**PROBLEM REQUIREMENTS**: Give the number of lines below that hold "once", and only that.

**LISTED RECORDS**:
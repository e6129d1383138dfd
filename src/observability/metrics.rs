//! Metrics collection and exposition.
//!
//! # Metrics
//! - `supervisor_service_server_up` (gauge): 1=probe passed, 0=probe failed,
//!   by service and target
//! - `supervisor_health_transitions_total` (counter): hysteresis boundary
//!   crossings by service and resulting state
//! - `supervisor_service_live` (gauge): 1 while a service balancer has at
//!   least one live target
//! - `supervisor_generations_total` (counter): configuration generations applied
//!
//! # Design Decisions
//! - Recording goes through the `metrics` facade; without an installed
//!   recorder every call is a no-op
//! - Prometheus exposition is optional and configured statically

use std::net::SocketAddr;

use metrics_exporter_prometheus::{BuildError, PrometheusBuilder};

/// Install the Prometheus recorder and its scrape listener.
pub fn init_metrics(addr: SocketAddr) -> Result<(), BuildError> {
    PrometheusBuilder::new().with_http_listener(addr).install()?;
    tracing::info!(address = %addr, "Metrics endpoint listening");
    Ok(())
}

/// Record the outcome of one probe.
pub fn record_server_up(service: &str, target: &str, up: bool) {
    metrics::gauge!(
        "supervisor_service_server_up",
        "service" => service.to_owned(),
        "target" => target.to_owned()
    )
    .set(if up { 1.0 } else { 0.0 });
}

/// Record a debounced liveness transition of a target.
pub fn record_transition(service: &str, up: bool) {
    metrics::counter!(
        "supervisor_health_transitions_total",
        "service" => service.to_owned(),
        "state" => if up { "up" } else { "down" }
    )
    .increment(1);
}

/// Record the aggregate liveness of a service balancer.
pub fn record_service_live(service: &str, live: bool) {
    metrics::gauge!("supervisor_service_live", "service" => service.to_owned())
        .set(if live { 1.0 } else { 0.0 });
}

pub fn record_generation() {
    metrics::counter!("supervisor_generations_total").increment(1);
}
//! Configuration management subsystem.
//!
//! # Data Flow
//! ```text
//! static config file (TOML)
//!     → loader.rs (parse & deserialize)
//!     → validation.rs (semantic checks)
//!     → SupervisorConfig (entry points, providers, observability)
//!
//! dynamic config file (TOML)
//!     → loader.rs (parse)
//!     → Configuration (one generation of routers/services/middlewares)
//!     → Supervisor::apply
//!
//! On change:
//!     watcher.rs detects modification
//!     → loader.rs parses the new generation
//!     → sent over a channel to the supervisor
//! ```
//!
//! # Design Decisions
//! - Static config is rejected as a whole when invalid
//! - Dynamic config is never rejected for semantic problems; they become
//!   record errors so one broken entity does not block the rest
//! - All fields have defaults to allow minimal configs

pub mod dynamic;
pub mod loader;
pub mod schema;
pub mod validation;
pub mod watcher;

pub use dynamic::Configuration;
pub use schema::{EntryPointConfig, ObservabilityConfig, Protocol, SupervisorConfig};
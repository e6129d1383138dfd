//! OS signal handling.
//!
//! # Responsibilities
//! - Wait for SIGINT (Ctrl+C) or, on Unix, SIGTERM
//!
//! # Design Decisions
//! - Uses Tokio's signal handling (async-safe)
//! - A failure to install a handler is logged and that signal is ignored

/// Resolve once the process is asked to stop.
pub async fn shutdown_signal() {
    let ctrl_c = async {
        if let Err(e) = tokio::signal::ctrl_c().await {
            tracing::error!(error = %e, "Failed to listen for Ctrl+C");
            std::future::pending::<()>().await;
        }
    };

    #[cfg(unix)]
    let terminate = async {
        match tokio::signal::unix::signal(tokio::signal::unix::SignalKind::terminate()) {
            Ok(mut signal) => {
                signal.recv().await;
            }
            Err(e) => {
                tracing::error!(error = %e, "Failed to listen for SIGTERM");
                std::future::pending::<()>().await;
            }
        }
    };

    #[cfg(not(unix))]
    let terminate = std::future::pending::<()>();

    tokio::select! {
        _ = ctrl_c => tracing::info!("Received Ctrl+C, shutting down"),
        _ = terminate => tracing::info!("Received SIGTERM, shutting down"),
    }
}
//! Counter supplies: napkins, silverware and carry-out bags.

use rust_decimal::Decimal;
use serde::{Deserialize, Serialize};

use super::{note_id_change, price_lot, ResourceHandler};
use crate::config::ProviderConfig;
use crate::error::ProviderError;
use crate::id::{composite_id, extract_kind};
use crate::pricing::{unit_price, RateTable, BAG, NAPKINS, SILVERWARE};
use crate::schema::{Attribute, Diagnostic, Schema};
use crate::validation::non_negative;

/// State of a stack of supplies bought by the piece.
#[derive(Debug, Clone, PartialEq, Serialize, Deserialize)]
pub struct StackModel {
    pub style: String,
    pub quantity: i64,
    #[serde(default, skip_serializing_if = "Option::is_none")]
    pub price: Option<Decimal>,
    #[serde(default, skip_serializing_if = "Option::is_none")]
    pub id: Option<String>,
}

fn stack_schema(noun: &str, styles: &str) -> Schema {
    Schema::v0()
        .with_description(format!("A stack of {}, priced per piece", noun))
        .with_attribute(
            "style",
            Attribute::required_string()
                .with_description(format!("One of {}", styles))
                .with_force_new(),
        )
        .with_attribute(
            "quantity",
            Attribute::required_int64().with_description(format!("How many {}", noun)),
        )
        .with_attribute("price", Attribute::computed_money())
        .with_attribute("id", Attribute::computed_string())
}

fn compute_stack(
    tag: &str,
    type_name: &str,
    table: &RateTable,
    mut model: StackModel,
    config: &ProviderConfig,
) -> Result<StackModel, ProviderError> {
    let (id, price) = price_lot(
        tag,
        type_name,
        table,
        &model.style,
        model.quantity,
        model.id.as_deref(),
        config,
    )?;
    model.price = Some(price);
    model.id = Some(id);
    Ok(model)
}

pub struct Napkins;

impl ResourceHandler for Napkins {
    const TYPE_NAME: &'static str = "hw_napkins";
    type Model = StackModel;

    fn schema() -> Schema {
        stack_schema("napkins", "`paper`, `recycled` or `cloth`")
    }

    fn validate(model: &StackModel) -> Vec<Diagnostic> {
        non_negative("quantity", model.quantity).into_iter().collect()
    }

    fn compute(model: StackModel, config: &ProviderConfig) -> Result<StackModel, ProviderError> {
        compute_stack("napkins", Self::TYPE_NAME, &NAPKINS, model, config)
    }
}

pub struct Silverware;

impl ResourceHandler for Silverware {
    const TYPE_NAME: &'static str = "hw_silverware";
    type Model = StackModel;

    fn schema() -> Schema {
        stack_schema("silverware sets", "`plastic`, `compostable` or `metal`")
    }

    fn validate(model: &StackModel) -> Vec<Diagnostic> {
        non_negative("quantity", model.quantity).into_iter().collect()
    }

    fn compute(model: StackModel, config: &ProviderConfig) -> Result<StackModel, ProviderError> {
        compute_stack("silverware", Self::TYPE_NAME, &SILVERWARE, model, config)
    }
}

/// State of a carry-out bag.
#[derive(Debug, Clone, PartialEq, Serialize, Deserialize)]
pub struct BagModel {
    pub style: String,
    pub sandwich_id: String,
    pub drink_id: String,
    #[serde(default, skip_serializing_if = "Option::is_none")]
    pub chips_id: Option<String>,
    #[serde(default, skip_serializing_if = "Option::is_none")]
    pub price: Option<Decimal>,
    #[serde(default, skip_serializing_if = "Option::is_none")]
    pub id: Option<String>,
}

/// A carry-out bag holding a sandwich, a drink and maybe chips.
///
/// Only the bag itself is charged; its contents are priced by their own
/// resources.
pub struct Bag;

impl ResourceHandler for Bag {
    const TYPE_NAME: &'static str = "hw_bag";
    type Model = BagModel;

    fn schema() -> Schema {
        Schema::v0()
            .with_description("A carry-out bag")
            .with_attribute(
                "style",
                Attribute::required_string()
                    .with_description("One of `paper`, `plastic` or `reusable`"),
            )
            .with_attribute(
                "sandwich_id",
                Attribute::required_string()
                    .with_description("Id of an hw_sandwich")
                    .with_force_new(),
            )
            .with_attribute(
                "drink_id",
                Attribute::required_string()
                    .with_description("Id of an hw_drink")
                    .with_force_new(),
            )
            .with_attribute(
                "chips_id",
                Attribute::optional_string()
                    .with_description("Id of an hw_chips")
                    .with_force_new(),
            )
            .with_attribute("price", Attribute::computed_money())
            .with_attribute(
                "id",
                Attribute::computed_string().with_description("Concatenated content ids"),
            )
    }

    fn validate(model: &BagModel) -> Vec<Diagnostic> {
        let mut diagnostics = Vec::new();
        if model.sandwich_id.is_empty() {
            diagnostics.push(
                Diagnostic::error("Empty sandwich reference")
                    .with_detail("A bag needs the id of the sandwich it carries")
                    .with_attribute("sandwich_id"),
            );
        }
        if let Err(e) = extract_kind("drink", &model.drink_id) {
            diagnostics.push(
                Diagnostic::error("Invalid drink reference")
                    .with_detail(e.to_string())
                    .with_attribute("drink_id"),
            );
        }
        if let Some(Err(e)) = model.chips_id.as_deref().map(|id| extract_kind("chips", id)) {
            diagnostics.push(
                Diagnostic::error("Invalid chips reference")
                    .with_detail(e.to_string())
                    .with_attribute("chips_id"),
            );
        }
        diagnostics
    }

    fn compute(mut model: BagModel, config: &ProviderConfig) -> Result<BagModel, ProviderError> {
        let mut parts = vec![model.sandwich_id.as_str(), model.drink_id.as_str()];
        parts.extend(model.chips_id.as_deref());
        let id = composite_id(parts);

        note_id_change(Self::TYPE_NAME, model.id.as_deref(), &id);
        model.price = Some(unit_price(&BAG, &model.style, config.upcharge));
        model.id = Some(id);
        Ok(model)
    }
}

#[cfg(test)]
mod tests {
    use super::*;
    use crate::resources::ResourceType;
    use serde_json::json;

    #[test]
    fn test_napkins() {
        let state = ResourceType::Napkins
            .apply(
                json!({"style": "cloth", "quantity": 40}),
                &ProviderConfig::default(),
            )
            .unwrap();
        assert_eq!(state["price"], "20.00");
        assert_eq!(state["id"], "napkins-cloth-5");
    }

    #[test]
    fn test_silverware_with_upcharge() {
        let config = ProviderConfig::with_upcharge(Decimal::new(99, 2));
        let state = ResourceType::Silverware
            .apply(json!({"style": "metal", "quantity": 3}), &config)
            .unwrap();
        assert_eq!(state["price"], "5.49");
        assert_eq!(state["id"], "silverware-metal-5");
    }

    #[test]
    fn test_unknown_style_falls_back() {
        let state = ResourceType::Napkins
            .apply(
                json!({"style": "silk", "quantity": 100}),
                &ProviderConfig::default(),
            )
            .unwrap();
        assert_eq!(state["price"], "2.00");
    }

    #[test]
    fn test_bag() {
        let state = ResourceType::Bag
            .apply(
                json!({
                    "style": "reusable",
                    "sandwich_id": "bread-rye-3meat-ham-3",
                    "drink_id": "drink-soda-4",
                    "chips_id": "chips-small-5"
                }),
                &ProviderConfig::default(),
            )
            .unwrap();
        assert_eq!(state["price"], "1.50");
        assert_eq!(state["id"], "bread-rye-3meat-ham-3drink-soda-4chips-small-5");
    }

    #[test]
    fn test_bag_rejects_bad_references() {
        let diagnostics = ResourceType::Bag.validate(&json!({
            "style": "paper",
            "sandwich_id": "",
            "drink_id": "soda",
            "chips_id": "drink-soda-4"
        }));
        let attributes: Vec<_> = diagnostics
            .iter()
            .map(|d| d.attribute.clone().unwrap())
            .collect();
        assert_eq!(attributes, ["sandwich_id", "drink_id", "chips_id"]);
    }
}
//! The store: a composite of equipment, furniture and staff.
//!
//! The store never looks the referenced resources up; everything it needs
//! is recovered from the discriminators encoded in their ids. Its cost is
//! the base rate of the oven, the fridge, one table, one chair and every
//! cook's hourly wage, with the upcharge added once. Throughput is bound by
//! whichever is slower, the oven or the line of cooks.

use rust_decimal::Decimal;
use serde::{Deserialize, Serialize};

use super::equipment::oven_capacity;
use super::staff::{throughput, wage};
use super::{note_id_change, ResourceHandler};
use crate::config::ProviderConfig;
use crate::error::ProviderError;
use crate::id::{compute_id, extract_kind, IdError};
use crate::pricing::{CHAIRS, FRIDGE, OVEN, TABLES};
use crate::schema::{Attribute, AttributeFlags, AttributeType, Diagnostic, Schema};

/// State of a store.
#[derive(Debug, Clone, PartialEq, Serialize, Deserialize)]
pub struct StoreModel {
    pub name: String,
    pub oven_id: String,
    #[serde(default)]
    pub cook_ids: Vec<String>,
    pub tables_id: String,
    pub chairs_id: String,
    pub fridge_id: String,
    #[serde(default, skip_serializing_if = "Option::is_none")]
    pub cost: Option<Decimal>,
    #[serde(default, skip_serializing_if = "Option::is_none")]
    pub customers_per_hour: Option<i64>,
    #[serde(default, skip_serializing_if = "Option::is_none")]
    pub id: Option<String>,
}

/// Discriminators recovered from the ids a store references.
struct Parts {
    oven: String,
    fridge: String,
    tables: String,
    chairs: String,
    cooks: Vec<String>,
}

impl StoreModel {
    /// Every id reference paired with its attribute path and expected tag.
    fn references(&self) -> Vec<(String, &'static str, &str)> {
        let mut refs = vec![
            ("oven_id".to_string(), "oven", self.oven_id.as_str()),
            ("fridge_id".to_string(), "fridge", self.fridge_id.as_str()),
            ("tables_id".to_string(), "tables", self.tables_id.as_str()),
            ("chairs_id".to_string(), "chairs", self.chairs_id.as_str()),
        ];
        refs.extend(
            self.cook_ids
                .iter()
                .enumerate()
                .map(|(i, id)| (format!("cook_ids.{}", i), "cook", id.as_str())),
        );
        refs
    }

    fn parts(&self) -> Result<Parts, IdError> {
        Ok(Parts {
            oven: extract_kind("oven", &self.oven_id)?,
            fridge: extract_kind("fridge", &self.fridge_id)?,
            tables: extract_kind("tables", &self.tables_id)?,
            chairs: extract_kind("chairs", &self.chairs_id)?,
            cooks: self
                .cook_ids
                .iter()
                .map(|id| extract_kind("cook", id))
                .collect::<Result<_, _>>()?,
        })
    }
}

pub struct Store;

impl ResourceHandler for Store {
    const TYPE_NAME: &'static str = "hw_store";
    type Model = StoreModel;

    fn schema() -> Schema {
        Schema::v0()
            .with_description("A sandwich shop built from existing equipment, furniture and staff")
            .with_attribute(
                "name",
                Attribute::required_string()
                    .with_description("Name of the store")
                    .with_force_new(),
            )
            .with_attribute(
                "oven_id",
                Attribute::required_string().with_description("Id of an hw_oven"),
            )
            .with_attribute(
                "cook_ids",
                Attribute::new(
                    AttributeType::list(AttributeType::String),
                    AttributeFlags::required(),
                )
                .with_description("Ids of the hw_cook resources on staff"),
            )
            .with_attribute(
                "tables_id",
                Attribute::required_string().with_description("Id of an hw_tables"),
            )
            .with_attribute(
                "chairs_id",
                Attribute::required_string().with_description("Id of an hw_chairs"),
            )
            .with_attribute(
                "fridge_id",
                Attribute::required_string().with_description("Id of an hw_fridge"),
            )
            .with_attribute("cost", Attribute::computed_money())
            .with_attribute("customers_per_hour", Attribute::computed_int64())
            .with_attribute(
                "id",
                Attribute::computed_string().with_description("`store-<name>-<len>`"),
            )
    }

    fn validate(model: &StoreModel) -> Vec<Diagnostic> {
        model
            .references()
            .into_iter()
            .filter_map(|(path, tag, id)| {
                extract_kind(tag, id).err().map(|e| {
                    Diagnostic::error(format!("Invalid {} reference", tag))
                        .with_detail(e.to_string())
                        .with_attribute(path)
                })
            })
            .collect()
    }

    fn compute(
        mut model: StoreModel,
        config: &ProviderConfig,
    ) -> Result<StoreModel, ProviderError> {
        let parts = model.parts()?;

        let wages: Decimal = parts
            .cooks
            .iter()
            .map(|experience| wage(experience, Decimal::ZERO))
            .sum();
        let cost = OVEN.base_rate(&parts.oven)
            + FRIDGE.base_rate(&parts.fridge)
            + TABLES.base_rate(&parts.tables)
            + CHAIRS.base_rate(&parts.chairs)
            + wages
            + config.upcharge;

        let line: i64 = parts.cooks.iter().map(|experience| throughput(experience)).sum();
        let customers_per_hour = line.min(oven_capacity(&parts.oven));

        let id = compute_id("store", &model.name);
        note_id_change(Self::TYPE_NAME, model.id.as_deref(), &id);
        model.cost = Some(cost);
        model.customers_per_hour = Some(customers_per_hour);
        model.id = Some(id);
        Ok(model)
    }
}

#[cfg(test)]
mod tests {
    use super::*;
    use crate::resources::ResourceType;
    use serde_json::{json, Value};

    fn store(cook_ids: Value) -> Value {
        json!({
            "name": "downtown",
            "oven_id": "oven-gas-3",
            "cook_ids": cook_ids,
            "tables_id": "tables-premium-7",
            "chairs_id": "chairs-basic-5",
            "fridge_id": "fridge-large-5"
        })
    }

    #[test]
    fn test_store_cost_and_throughput() {
        let config = ProviderConfig::with_upcharge(Decimal::new(1, 0));
        let state = ResourceType::Store
            .apply(store(json!(["cook-senior-6", "cook-master-6"])), &config)
            .unwrap();

        // 2500 + 2600 + 50 + 10 + 28 + 40 + 1
        assert_eq!(state["cost"], "5229.00");
        // 22 + 30 cooks, capped by the gas oven
        assert_eq!(state["customers_per_hour"], 40);
        assert_eq!(state["id"], "store-downtown-8");
    }

    #[test]
    fn test_store_bound_by_cooks() {
        let state = ResourceType::Store
            .apply(store(json!(["cook-junior-6"])), &ProviderConfig::default())
            .unwrap();
        assert_eq!(state["customers_per_hour"], 10);
    }

    #[test]
    fn test_store_without_cooks_serves_nobody() {
        let state = ResourceType::Store
            .apply(store(json!([])), &ProviderConfig::default())
            .unwrap();
        assert_eq!(state["customers_per_hour"], 0);
        assert_eq!(state["cost"], "5160.00");
    }

    #[test]
    fn test_store_reports_bad_references() {
        let mut config = store(json!(["cook-senior-6", "oven-gas-3"]));
        config["fridge_id"] = json!("fridge-large-4");

        let diagnostics = ResourceType::Store.validate(&config);
        let attributes: Vec<_> = diagnostics
            .iter()
            .map(|d| d.attribute.clone().unwrap())
            .collect();
        assert_eq!(attributes, ["fridge_id", "cook_ids.1"]);

        let err = ResourceType::Store
            .apply(config, &ProviderConfig::default())
            .unwrap_err();
        assert!(matches!(err, ProviderError::Validation(_)));
    }
}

**PROBLEM SOLUTION**: 2